**What needs to be done:** Exactly as given, output all the records that follow.

[Dataset records]
━━━━━━━━━━━━━━━━━━━━━━━━━━━━━━
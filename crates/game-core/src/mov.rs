//! Move records and rules-engine verdicts.

use crate::{Coord, GameStatus, Piece, PieceKind};
use serde::{Deserialize, Serialize};
use std::fmt;

/// A move as recorded in the game history.
///
/// Append-only once recorded: history entries are never edited after the
/// fact, which is what makes replay and time-travel from prior states safe.
#[derive(Debug, Clone, PartialEq, Eq, Serialize, Deserialize)]
pub struct PlayedMove {
    pub from: Coord,
    pub to: Coord,
    pub piece: Piece,
    #[serde(default, skip_serializing_if = "Option::is_none")]
    pub captured_piece: Option<Piece>,
    #[serde(default, skip_serializing_if = "Option::is_none")]
    pub promotion: Option<PieceKind>,
    #[serde(default)]
    pub is_check: bool,
    #[serde(default)]
    pub is_checkmate: bool,
    #[serde(default)]
    pub is_castling: bool,
    #[serde(default)]
    pub is_en_passant: bool,
    /// Algebraic notation for the move (e.g., "Nf3", "exd5").
    pub notation: String,
}

impl PlayedMove {
    /// Returns true if this move captured a piece.
    #[inline]
    pub fn is_capture(&self) -> bool {
        self.captured_piece.is_some()
    }
}

impl fmt::Display for PlayedMove {
    fn fmt(&self, f: &mut fmt::Formatter<'_>) -> fmt::Result {
        write!(f, "{}", self.notation)
    }
}

/// The rules engine's verdict for one applied move.
///
/// Carries the recorded move plus the terminal-position flags the engine
/// detected after applying it. The orchestrator derives the game status
/// from these flags alone; it never infers check or mate itself.
#[derive(Debug, Clone, PartialEq, Eq, Serialize, Deserialize)]
pub struct MoveOutcome {
    pub mv: PlayedMove,
    #[serde(default)]
    pub is_stalemate: bool,
    #[serde(default)]
    pub is_draw: bool,
}

impl MoveOutcome {
    /// Wraps a recorded move with no terminal flags set.
    pub fn from_move(mv: PlayedMove) -> Self {
        MoveOutcome {
            mv,
            is_stalemate: false,
            is_draw: false,
        }
    }

    /// Returns the game status implied by this verdict.
    ///
    /// Checkmate and stalemate take precedence over check; a plain check
    /// beats playing; anything else leaves the game running.
    pub fn status(&self) -> GameStatus {
        if self.mv.is_checkmate {
            GameStatus::Checkmate
        } else if self.is_stalemate {
            GameStatus::Stalemate
        } else if self.is_draw {
            GameStatus::Draw
        } else if self.mv.is_check {
            GameStatus::Check
        } else {
            GameStatus::Playing
        }
    }
}

#[cfg(test)]
mod tests {
    use super::*;
    use crate::Color;

    fn sample_move(notation: &str) -> PlayedMove {
        let from = Coord::from_algebraic("e2").unwrap();
        let to = Coord::from_algebraic("e4").unwrap();
        PlayedMove {
            from,
            to,
            piece: Piece::new(PieceKind::Pawn, Color::White, from),
            captured_piece: None,
            promotion: None,
            is_check: false,
            is_checkmate: false,
            is_castling: false,
            is_en_passant: false,
            notation: notation.to_string(),
        }
    }

    #[test]
    fn capture_flag() {
        let mut mv = sample_move("exd5");
        assert!(!mv.is_capture());
        mv.captured_piece = Some(Piece::new(
            PieceKind::Pawn,
            Color::Black,
            Coord::from_algebraic("d5").unwrap(),
        ));
        assert!(mv.is_capture());
    }

    #[test]
    fn status_precedence() {
        let mut outcome = MoveOutcome::from_move(sample_move("e4"));
        assert_eq!(outcome.status(), GameStatus::Playing);

        outcome.mv.is_check = true;
        assert_eq!(outcome.status(), GameStatus::Check);

        // Checkmate wins over a simultaneous check flag.
        outcome.mv.is_checkmate = true;
        assert_eq!(outcome.status(), GameStatus::Checkmate);

        outcome.mv.is_checkmate = false;
        outcome.mv.is_check = false;
        outcome.is_stalemate = true;
        assert_eq!(outcome.status(), GameStatus::Stalemate);

        outcome.is_stalemate = false;
        outcome.is_draw = true;
        assert_eq!(outcome.status(), GameStatus::Draw);
    }

    #[test]
    fn played_move_serde_omits_empty_fields() {
        let mv = sample_move("e4");
        let json = serde_json::to_string(&mv).unwrap();
        assert!(!json.contains("captured_piece"));
        assert!(!json.contains("promotion"));
        let back: PlayedMove = serde_json::from_str(&json).unwrap();
        assert_eq!(back, mv);
    }

    #[test]
    fn display_is_notation() {
        assert_eq!(format!("{}", sample_move("Nf3")), "Nf3");
    }
}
━━━━━━━━━━━━━━━━━━━━━━━━━━━━━━
**Task solution:**
filename crates/game-core/src/mov.rs
//! Move records and rules-engine verdicts.

use crate::{Coord, GameStatus, Piece, PieceKind};
use serde::{Deserialize, Serialize};
use std::fmt;

/// A move as recorded in the game history.
///
/// Append-only once recorded: history entries are never edited after the
/// fact, which is what makes replay and time-travel from prior states safe.
#[derive(Debug, Clone, PartialEq, Eq, Serialize, Deserialize)]
pub struct PlayedMove {
    pub from: Coord,
    pub to: Coord,
    pub piece: Piece,
    #[serde(default, skip_serializing_if = "Option::is_none")]
    pub captured_piece: Option<Piece>,
    #[serde(default, skip_serializing_if = "Option::is_none")]
    pub promotion: Option<PieceKind>,
    #[serde(default)]
    pub is_check: bool,
    #[serde(default)]
    pub is_checkmate: bool,
    #[serde(default)]
    pub is_castling: bool,
    #[serde(default)]
    pub is_en_passant: bool,
    /// Algebraic notation for the move (e.g., "Nf3", "exd5").
    pub notation: String,
}

impl PlayedMove {
    /// Returns true if this move captured a piece.
    #[inline]
    pub fn is_capture(&self) -> bool {
        self.captured_piece.is_some()
    }
}

impl fmt::Display for PlayedMove {
    fn fmt(&self, f: &mut fmt::Formatter<'_>) -> fmt::Result {
        write!(f, "{}", self.notation)
    }
}

/// The rules engine's verdict for one applied move.
///
/// Carries the recorded move plus the terminal-position flags the engine
/// detected after applying it. The orchestrator derives the game status
/// from these flags alone; it never infers check or mate itself.
#[derive(Debug, Clone, PartialEq, Eq, Serialize, Deserialize)]
pub struct MoveOutcome {
    pub mv: PlayedMove,
    #[serde(default)]
    pub is_stalemate: bool,
    #[serde(default)]
    pub is_draw: bool,
}

impl MoveOutcome {
    /// Wraps a recorded move with no terminal flags set.
    pub fn from_move(mv: PlayedMove) -> Self {
        MoveOutcome {
            mv,
            is_stalemate: false,
            is_draw: false,
        }
    }

    /// Returns the game status implied by this verdict.
    ///
    /// Checkmate and stalemate take precedence over check; a plain check
    /// beats playing; anything else leaves the game running.
    pub fn status(&self) -> GameStatus {
        if self.mv.is_checkmate {
            GameStatus::Checkmate
        } else if self.is_stalemate {
            GameStatus::Stalemate
        } else if self.is_draw {
            GameStatus::Draw
        } else if self.mv.is_check {
            GameStatus::Check
        } else {
            GameStatus::Playing
        }
    }
}

#[cfg(test)]
mod tests {
    use super::*;
    use crate::Color;

    fn sample_move(notation: &str) -> PlayedMove {
        let from = Coord::from_algebraic("e2").unwrap();
        let to = Coord::from_algebraic("e4").unwrap();
        PlayedMove {
            from,
            to,
            piece: Piece::new(PieceKind::Pawn, Color::White, from),
            captured_piece: None,
            promotion: None,
            is_check: false,
            is_checkmate: false,
            is_castling: false,
            is_en_passant: false,
            notation: notation.to_string(),
        }
    }

    #[test]
    fn capture_flag() {
        let mut mv = sample_move("exd5");
        assert!(!mv.is_capture());
        mv.captured_piece = Some(Piece::new(
            PieceKind::Pawn,
            Color::Black,
            Coord::from_algebraic("d5").unwrap(),
        ));
        assert!(mv.is_capture());
    }

    #[test]
    fn status_precedence() {
        let mut outcome = MoveOutcome::from_move(sample_move("e4"));
        assert_eq!(outcome.status(), GameStatus::Playing);

        outcome.mv.is_check = true;
        assert_eq!(outcome.status(), GameStatus::Check);

        // Checkmate wins over a simultaneous check flag.
        outcome.mv.is_checkmate = true;
        assert_eq!(outcome.status(), GameStatus::Checkmate);

        outcome.mv.is_checkmate = false;
        outcome.mv.is_check = false;
        outcome.is_stalemate = true;
        assert_eq!(outcome.status(), GameStatus::Stalemate);

        outcome.is_stalemate = false;
        outcome.is_draw = true;
        assert_eq!(outcome.status(), GameStatus::Draw);
    }

    #[test]
    fn played_move_serde_omits_empty_fields() {
        let mv = sample_move("e4");
        let json = serde_json::to_string(&mv).unwrap();
        assert!(!json.contains("captured_piece"));
        assert!(!json.contains("promotion"));
        let back: PlayedMove = serde_json::from_str(&json).unwrap();
        assert_eq!(back, mv);
    }

    #[test]
    fn display_is_notation() {
        assert_eq!(format!("{}", sample_move("Nf3")), "Nf3");
    }
}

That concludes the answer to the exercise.